On Saturday, Santé Ouest, a health center for Francophones in British Columbia, was inaugurated in Vancouver. It will open its doors on Monday. The center’s medical director anticipates that more than 4,000 patients will be able to benefit from long-term follow-up over the coming years.
The Santé Ouest center is located at 2025 West Broadway in the Kitsilano neighborhood. It’s an accomplishment for the community, says Dr. Brian Conway, its medical director.
We are lacking French-speaking support, considers Yves Paquet, resident of Vancouver. I have never had a family doctor who speaks French. [C’est] very good news.
This is an obstacle that I encountered: having [lieux] where no one spoke French, where it was a little complicated, agrees Constance Noël, who has lived in the province for 7 years. So it was up to me to learn the vocabulary before going there, she reports.
Nour Enayeh, general director of RésoSanté and the Santé Ouest center, says she is very happy with the opening of an establishment in which health professionals will be able to administer care in the patients’ mother tongue.
The whole team is really, really excited, she observes. And then we really, really can’t wait to introduce the health center to our community.
We can deliver all the multidisciplinary services that one would expect from any other primary health clinic in British Columbia.

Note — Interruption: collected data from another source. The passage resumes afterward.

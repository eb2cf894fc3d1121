//! Request handlers.

pub mod auth;
pub mod health;
pub mod roles;
pub mod users;
pub mod whoami;

use axum::http::HeaderMap;
use axum::http::header::HOST;

/// Token issuer for this request: the `Host` it was addressed to.
pub(crate) fn issuer(headers: &HeaderMap) -> &str {
    headers
        .get(HOST)
        .and_then(|v| v.to_str().ok())
        .filter(|h| !h.is_empty())
        .unwrap_or("localhost")
}
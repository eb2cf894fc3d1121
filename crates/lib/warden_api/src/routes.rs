//! Route path constants.

pub const GET_HEALTH: &str = "/api/v1/health";

pub const POST_AUTH_LOGIN: &str = "/api/v1/auth/login";
pub const POST_AUTH_REGISTER: &str = "/api/v1/auth/register";
pub const POST_AUTH_REFRESH: &str = "/api/v1/auth/refresh";
pub const POST_AUTH_LOGOUT: &str = "/api/v1/auth/logout";

pub const GET_WHOAMI: &str = "/api/v1/whoami";

pub const GET_USERS_ME: &str = "/api/v1/users/me";
/// `GET` list.
pub const USERS: &str = "/api/v1/users";
/// `GET` one, `DELETE` one.
pub const USERS_ID: &str = "/api/v1/users/{id}";
pub const POST_USERS_ID_ROLES: &str = "/api/v1/users/{id}/roles";

/// `GET` list, `POST` create.
pub const ROLES: &str = "/api/v1/roles";
pub const POST_ROLES_ID_PERMISSIONS: &str = "/api/v1/roles/{id}/permissions";
//! Per-request authorization decision.
//!
//! A request moves through `NoCredential`, `MalformedHeader`, `TokenInvalid`
//! or a valid token. With a valid token the caller's permissions must
//! intersect the route's required set: any one listed permission suffices.

use thiserror::Error;
use tracing::debug;

use super::token::{TokenError, TokenService};
use crate::error::{ErrorKind, ServiceError};
use crate::models::auth::TokenKind;

const SOURCE: &str = "auth::authorize";

/// Identity attached to an authenticated request.
#[derive(Debug, Clone, PartialEq, Eq)]
pub struct AuthContext {
    pub user_id: i64,
    pub roles: Vec<String>,
    pub permissions: Vec<String>,
}

impl AuthContext {
    pub fn has_permission(&self, permission: &str) -> bool {
        self.permissions.iter().any(|p| p == permission)
    }

    /// True when `required` is empty or shares at least one entry with the
    /// caller's permissions.
    pub fn has_any(&self, required: &[&str]) -> bool {
        required.is_empty() || required.iter().any(|r| self.has_permission(r))
    }
}

#[derive(Debug, Error)]
pub enum AuthRejection {
    #[error("Authentication required")]
    NoCredential,

    #[error("Authorization header must be `Bearer <token>`")]
    MalformedHeader,

    #[error("{0}")]
    TokenInvalid(#[from] TokenError),

    #[error("Insufficient permissions")]
    Forbidden,
}

impl AuthRejection {
    pub fn kind(&self) -> ErrorKind {
        match self {
            AuthRejection::Forbidden => ErrorKind::Forbidden,
            _ => ErrorKind::Unauthorized,
        }
    }

    pub fn to_service_error(&self) -> ServiceError {
        ServiceError::new(self.kind(), SOURCE, self.to_string())
    }
}

/// Extract the token from an `Authorization` value of exactly
/// `Bearer <token>`.
pub fn parse_bearer(header: &str) -> Result<&str, AuthRejection> {
    match header.split_once(' ') {
        Some(("Bearer", token)) if !token.is_empty() && !token.contains(char::is_whitespace) => {
            Ok(token)
        }
        _ => Err(AuthRejection::MalformedHeader),
    }
}

fn context_from_token(tokens: &TokenService, token: &str) -> Result<AuthContext, AuthRejection> {
    let claims = tokens.verify_kind(token, TokenKind::Access)?;
    let user_id = claims
        .user_id()
        .ok_or_else(|| TokenError::Malformed("subject is not a user id".into()))?;
    Ok(AuthContext {
        user_id,
        roles: claims.roles,
        permissions: claims.permissions,
    })
}

/// Authenticate `header` and require one of `required`.
pub fn authorize(
    tokens: &TokenService,
    header: Option<&str>,
    required: &[&str],
) -> Result<AuthContext, AuthRejection> {
    let header = header.ok_or(AuthRejection::NoCredential)?;
    let token = parse_bearer(header)?;
    let ctx = context_from_token(tokens, token)?;
    if !ctx.has_any(required) {
        debug!(user_id = ctx.user_id, ?required, "permission denied");
        return Err(AuthRejection::Forbidden);
    }
    Ok(ctx)
}

/// Authenticate `header` if present; never rejects.
pub fn authorize_optional(tokens: &TokenService, header: Option<&str>) -> Option<AuthContext> {
    let header = header?;
    match parse_bearer(header).and_then(|token| context_from_token(tokens, token)) {
        Ok(ctx) => Some(ctx),
        Err(e) => {
            debug!(reason = %e, "ignoring invalid optional credential");
            None
        }
    }
}

#[cfg(test)]
mod tests {
    use std::time::Duration;

    use super::*;
    use crate::auth::token::TokenPayload;

    fn tokens() -> TokenService {
        let pem = std::fs::read_to_string(concat!(
            env!("CARGO_MANIFEST_DIR"),
            "/tests/fixtures/keys/ed25519.pem"
        ))
        .unwrap();
        TokenService::from_pem(&pem).unwrap()
    }

    fn bearer(svc: &TokenService, kind: TokenKind, permissions: &[&str]) -> String {
        let token = svc
            .sign(
                &TokenPayload {
                    user_id: 3,
                    issuer: "localhost".into(),
                    kind,
                    jti: "j".into(),
                    roles: vec!["user".into()],
                    permissions: permissions.iter().map(|p| p.to_string()).collect(),
                },
                Duration::from_secs(60),
            )
            .unwrap();
        format!("Bearer {token}")
    }

    #[test]
    fn header_must_be_exactly_bearer_token() {
        assert_eq!(parse_bearer("Bearer abc").unwrap(), "abc");
        for bad in ["", "Bearer", "Bearer ", "bearer abc", "Basic abc", "Bearer a b", "Bearer  abc"] {
            assert!(
                matches!(parse_bearer(bad), Err(AuthRejection::MalformedHeader)),
                "{bad:?}"
            );
        }
    }

    #[test]
    fn state_machine_outcomes() {
        let svc = tokens();
        assert!(matches!(
            authorize(&svc, None, &[]),
            Err(AuthRejection::NoCredential)
        ));
        assert!(matches!(
            authorize(&svc, Some("Token x"), &[]),
            Err(AuthRejection::MalformedHeader)
        ));
        assert!(matches!(
            authorize(&svc, Some("Bearer x.y.z"), &[]),
            Err(AuthRejection::TokenInvalid(_))
        ));

        let header = bearer(&svc, TokenKind::Access, &["user:read", "user:me"]);
        let ctx = authorize(&svc, Some(&header), &[]).unwrap();
        assert_eq!(ctx.user_id, 3);
        assert_eq!(ctx.roles, vec!["user"]);
    }

    #[test]
    fn required_permissions_are_alternatives() {
        let svc = tokens();
        let header = bearer(&svc, TokenKind::Access, &["user:read"]);
        assert!(authorize(&svc, Some(&header), &["role:create", "user:read"]).is_ok());
        let err = authorize(&svc, Some(&header), &["role:create"]).unwrap_err();
        assert!(matches!(err, AuthRejection::Forbidden));
        assert_eq!(err.kind(), ErrorKind::Forbidden);
        assert_eq!(err.to_service_error().status_code(), 403);
    }

    #[test]
    fn refresh_token_is_not_an_access_credential() {
        let svc = tokens();
        let header = bearer(&svc, TokenKind::Refresh, &["user:read"]);
        let err = authorize(&svc, Some(&header), &[]).unwrap_err();
        assert!(matches!(
            err,
            AuthRejection::TokenInvalid(TokenError::WrongTokenKind { .. })
        ));
        assert_eq!(err.kind(), ErrorKind::Unauthorized);
    }

    #[test]
    fn expired_access_token_is_unauthorized() {
        let svc = tokens();
        let token = svc
            .sign_at(
                &TokenPayload {
                    user_id: 3,
                    issuer: "localhost".into(),
                    kind: TokenKind::Access,
                    jti: "j".into(),
                    roles: vec!["user".into()],
                    permissions: vec!["user:me".into()],
                },
                Duration::from_secs(60),
                chrono::Utc::now() - chrono::Duration::minutes(5),
            )
            .unwrap();
        let header = format!("Bearer {token}");

        let err = authorize(&svc, Some(&header), &["user:me"]).unwrap_err();
        assert!(matches!(err, AuthRejection::TokenInvalid(TokenError::Expired)));
        assert_eq!(err.kind(), ErrorKind::Unauthorized);
        assert_eq!(err.to_service_error().message, "Token expired");
        assert!(authorize_optional(&svc, Some(&header)).is_none());
    }

    #[test]
    fn optional_mode_never_rejects() {
        let svc = tokens();
        assert!(authorize_optional(&svc, None).is_none());
        assert!(authorize_optional(&svc, Some("garbage")).is_none());
        assert!(authorize_optional(&svc, Some("Bearer x.y.z")).is_none());
        let header = bearer(&svc, TokenKind::Access, &[]);
        assert_eq!(authorize_optional(&svc, Some(&header)).unwrap().user_id, 3);
    }
}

A quote from Dr. Brian Conway, medical director of the Santé Ouest center
Access Santé Ouest services
To access this health care, interested parties can request it on the provincial government’s Health Connect Registry website. By registering on the site and specifying the need for a French translation, the request will be sent to the Santé Ouest center.
This is how the ministry will give us waiting lists with which we can work, says Nour Enayeh.
If a request for health services in English has already been submitted by an interested patient, what you can do is call 811 and ask to change [pour le] French, she adds.
The Santé Ouest center is preparing to welcome patients with a few nurses and doctors hired, as well as a clinic director. We have a very good team, considers Nour Enayeh.
We are still recruiting for other doctors, we are looking for two nurse practitioners and we are in discussions with workers [sociaux]she specifies.
Moreover, social workers will make sure to maintain contact with members of the province’s French-speaking community, with the help of the Fédération des francophones de la Colombie-Britannique (FFCB), in particular.
Dr. Conway maintains that this will make it possible to respond in the best possible way to all health needs in French.